"Never," was his master's reply.

"Then you may chance to taste his venison," rejoined the man. "Did you ever brawl, swear, and break heads for him, or with him?"

"No, truly," said the young gentleman; "I fought under him with the army in Wales, when he and I were both but boys; and I led him on his way one dark night, two days before his father died; but that is all I know of him."

"Then, perchance, you may enter into his council," answered Dyram; "for, now that he is royal, he thinks royally, and he judges man for himself, not with the eyes of others."

"As all kings should," said Richard of Woodville.

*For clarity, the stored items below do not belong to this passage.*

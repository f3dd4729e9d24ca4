use anyhow::Context;
use clap::{Parser, Subcommand};
use openmrs_client::{ClientConfig, OpenmrsClient, RegistrationSession};
use reg_core::form::dummy_form_values;
use reg_core::relationships::display_relationship_types;
use reg_core::{
    compute_field_config, parse_address_template, AddressField,
    AddressValidationSchema, AddressValues, RegistrationConfig,
};
use std::path::{Path, PathBuf};
use tracing_subscriber::{layer::SubscriberExt, util::SubscriberInitExt};

#[derive(Parser)]
#[command(name = "reg")]
#[command(about = "Patient registration form CLI")]
struct Cli {
    /// YAML form configuration
    #[arg(long, global = true, env = "REGISTRATION_CONFIG_FILE")]
    config: Option<PathBuf>,

    #[command(subcommand)]
    command: Option<Commands>,
}

#[derive(Subcommand)]
enum Commands {
    /// List address hierarchy fields, top level first
    Levels,
    /// Show whether a field is enabled and its parent search key
    FieldConfig {
        /// Address field name
        field: String,
        /// Current address values (field=value, repeatable)
        #[arg(long = "value", value_parser = parse_address_value)]
        values: Vec<(AddressField, String)>,
    },
    /// List child entries under a parent search key
    Entries {
        /// Parent values joined by `|`
        search_string: String,
        /// Keep only entries containing this text
        #[arg(long)]
        filter: Option<String>,
    },
    /// Search full addresses
    FullAddress {
        query: String,
    },
    /// Parse an address template XML file and print its rules
    ParseTemplate {
        file: PathBuf,
    },
    /// Validate address values against the address template
    ValidateAddress {
        /// Template XML file (fetched from the backend when omitted)
        #[arg(long)]
        template: Option<PathBuf>,
        /// Address values (field=value, repeatable)
        #[arg(long = "value", value_parser = parse_address_value)]
        values: Vec<(AddressField, String)>,
    },
    /// List relationship type choices
    RelationshipTypes,
    /// Print a filled-in form for testing
    DummyData,
}

fn parse_address_value(input: &str) -> Result<(AddressField, String), String> {
    let (field, value) = input
        .split_once('=')
        .ok_or_else(|| format!("expected field=value, got '{input}'"))?;
    let field = AddressField::new(field).map_err(|e| e.to_string())?;
    Ok((field, value.to_string()))
}

fn load_config(path: Option<&Path>) -> anyhow::Result<RegistrationConfig> {
    match path {
        Some(path) => RegistrationConfig::load(path)
            .with_context(|| format!("loading config {}", path.display())),
        None => Ok(RegistrationConfig::default()),
    }
}

fn session() -> anyhow::Result<RegistrationSession> {
    let config = ClientConfig::from_env()?;
    Ok(RegistrationSession::new(OpenmrsClient::from_config(config)?))
}

fn log_lookup_error(error: Option<openmrs_client::ClientError>) {
    if let Some(e) = error {
        tracing::error!(error = %e, "lookup failed");
    }
}

#[tokio::main]
async fn main() -> anyhow::Result<()> {
    dotenvy::dotenv().ok();

    tracing_subscriber::registry()
        .with(
            tracing_subscriber::EnvFilter::from_default_env().add_directive("reg_cli=info".parse()?),
        )
        .with(tracing_subscriber::fmt::layer().with_writer(std::io::stderr))
        .init();

    let cli = Cli::parse();
    let config = load_config(cli.config.as_deref())?;

    match cli.command {
        Some(Commands::Levels) => {
            let fields = session()?.ordered_fields().await?;
            for (rank, field) in fields.iter().enumerate() {
                println!("{}: {}", rank, field);
            }
        }
        Some(Commands::FieldConfig { field, values }) => {
            let fields = session()?.ordered_fields().await?;
            let values: AddressValues = values.into_iter().collect();
            let cfg = compute_field_config(&fields, &values, &field);
            println!("{}", serde_json::to_string_pretty(&cfg)?);
        }
        Some(Commands::Entries {
            search_string,
            filter,
        }) => {
            let outcome = session()?
                .client()
                .child_entries(true, &search_string)
                .await;
            let entries = reg_core::address::filter_entries(
                &outcome.entries,
                filter.as_deref().unwrap_or(""),
            );
            if entries.is_empty() {
                println!("No entries found.");
            }
            for entry in entries {
                println!("{}", entry);
            }
            log_lookup_error(outcome.error);
        }
        Some(Commands::FullAddress { query }) => {
            let separator = &config.address_hierarchy.full_address_separator;
            let outcome = session()?
                .client()
                .full_addresses(&query, separator)
                .await;
            for address in &outcome.entries {
                println!("{}", address);
            }
            log_lookup_error(outcome.error);
        }
        Some(Commands::ParseTemplate { file }) => {
            let xml = std::fs::read_to_string(&file)
                .with_context(|| format!("reading template {}", file.display()))?;
            let rules = parse_address_template(&xml)?;
            println!("{}", serde_json::to_string_pretty(&rules)?);
        }
        Some(Commands::ValidateAddress { template, values }) => {
            let schema = match template {
                Some(file) => {
                    let xml = std::fs::read_to_string(&file)
                        .with_context(|| format!("reading template {}", file.display()))?;
                    AddressValidationSchema::from_rules(&parse_address_template(&xml)?)?
                }
                None => session()?.validation_schema().await?,
            };
            let values: AddressValues = values.into_iter().collect();
            let violations = schema.validate(&values);
            if violations.is_empty() {
                println!("Address is valid.");
            }
            for v in violations {
                println!("{}: '{}' {}", v.field, v.value, v.message);
            }
        }
        Some(Commands::RelationshipTypes) => {
            let types = session()?.relationship_types().await?;
            for t in display_relationship_types(&types, &config.field_configurations.relationships)
            {
                println!("{}  {}", t.value(), t.display);
            }
        }
        Some(Commands::DummyData) => {
            println!("{}", serde_json::to_string_pretty(&dummy_form_values())?);
        }
        None => {
            println!("Use 'reg --help' for commands");
        }
    }

    Ok(())
}

#[cfg(test)]
mod tests {
    use super::*;

    #[test]
    fn parses_address_values() {
        let (field, value) = parse_address_value("cityVillage=San Isidro").unwrap();
        assert_eq!(field.as_str(), "cityVillage");
        assert_eq!(value, "San Isidro");

        let (_, empty) = parse_address_value("postalCode=").unwrap();
        assert_eq!(empty, "");
    }

    #[test]
    fn rejects_malformed_address_values() {
        assert!(parse_address_value("cityVillage").is_err());
        assert!(parse_address_value("city village=x").is_err());
    }

    #[test]
    fn cli_parses_repeated_values() {
        let cli = Cli::try_parse_from([
            "reg",
            "field-config",
            "cityVillage",
            "--value",
            "country=Perú",
            "--value",
            "stateProvince=Lima",
        ])
        .unwrap();
        match cli.command {
            Some(Commands::FieldConfig { field, values }) => {
                assert_eq!(field, "cityVillage");
                assert_eq!(values.len(), 2);
            }
            _ => panic!("expected field-config"),
        }
    }

    #[test]
    fn missing_config_path_uses_defaults() {
        let config = load_config(None).unwrap();
        assert_eq!(config.address_hierarchy.full_address_separator, " > ");
    }
}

"And few kings do," rejoined Ned. "I was not so lucky; but many a mad prank have I seen during the last year; and though he knows, and Heaven knows, I never prompted what others did, yet I was one of the old garments he cast off, as soon as he put on the new ones. I fared better than the rest, indeed, because I sometimes had told him a rough truth; and trust I shall fare better still, if I do his bidding."

"And what may be his bidding?" asked Richard of Woodville--"for, doubtless, he gave you one, when he sent you to me."

"He bade me live well, and forget former days, as he had forgotten them," replied Ned Dyram; "and he bade me serve you well, master, if you took me with you; so you have no cause to think ill of the counsel that he gave me in your case. But here we are, master mine; and a goodly sight it is to see."

As he spoke, they turned into the wide street, or rather road, which led from the village of Charing to the gates of the palace at Westminster; and a gay and beautiful scene it certainly presented, whichever side the eye turned. To the north was seen the old gothic building (destroyed in the reign of Edward VI.) where the royal falcons were kept, and called from that circumstance the Mew; while, a little in advance, upon a spot slightly elevated, stood the beautiful stone cross, one of the monuments of undying regard, erected in the village of Charing, by King Edward the First; to the left appeared the buttery and lodge, and other offices of the hospital and convent of St. James's, forming together a large pile of buildings, with gates and arches cutting each other in somewhat strange confusion--while the higher stories, supported by corbels, overhung the lower. The effect of the whole, however, massed together by the distance, was grand and striking; while the trees of the fields, then belonging to the nunnery, and afterwards formed into a park, broke the harsher lines, and marked the distances down the course of the wide road.

A little nearer, but on the opposite side of the way, with gardens and stairs extending to the river, was the palace, or lodging of the Kings of Scotland. The edifice has been destroyed--but the ground has still retained the name which it then bore; and many years had not elapsed, at the time I speak of, since that mansion had been inhabited by the monarchs of the northern part of this island, when they came to take their seats in Parliament, in right of their English feofs. Gardens succeeded, till appeared, somewhat projecting beyond the line of road, the old stern building which had once been the property of Hubert de Burg, Earl of Kent, more like a fortress than a dwelling, though its gloomy aspect was relieved by a light and beautiful chapel, lately built on the side nearest to Westminster, by one of the Archbishops of York.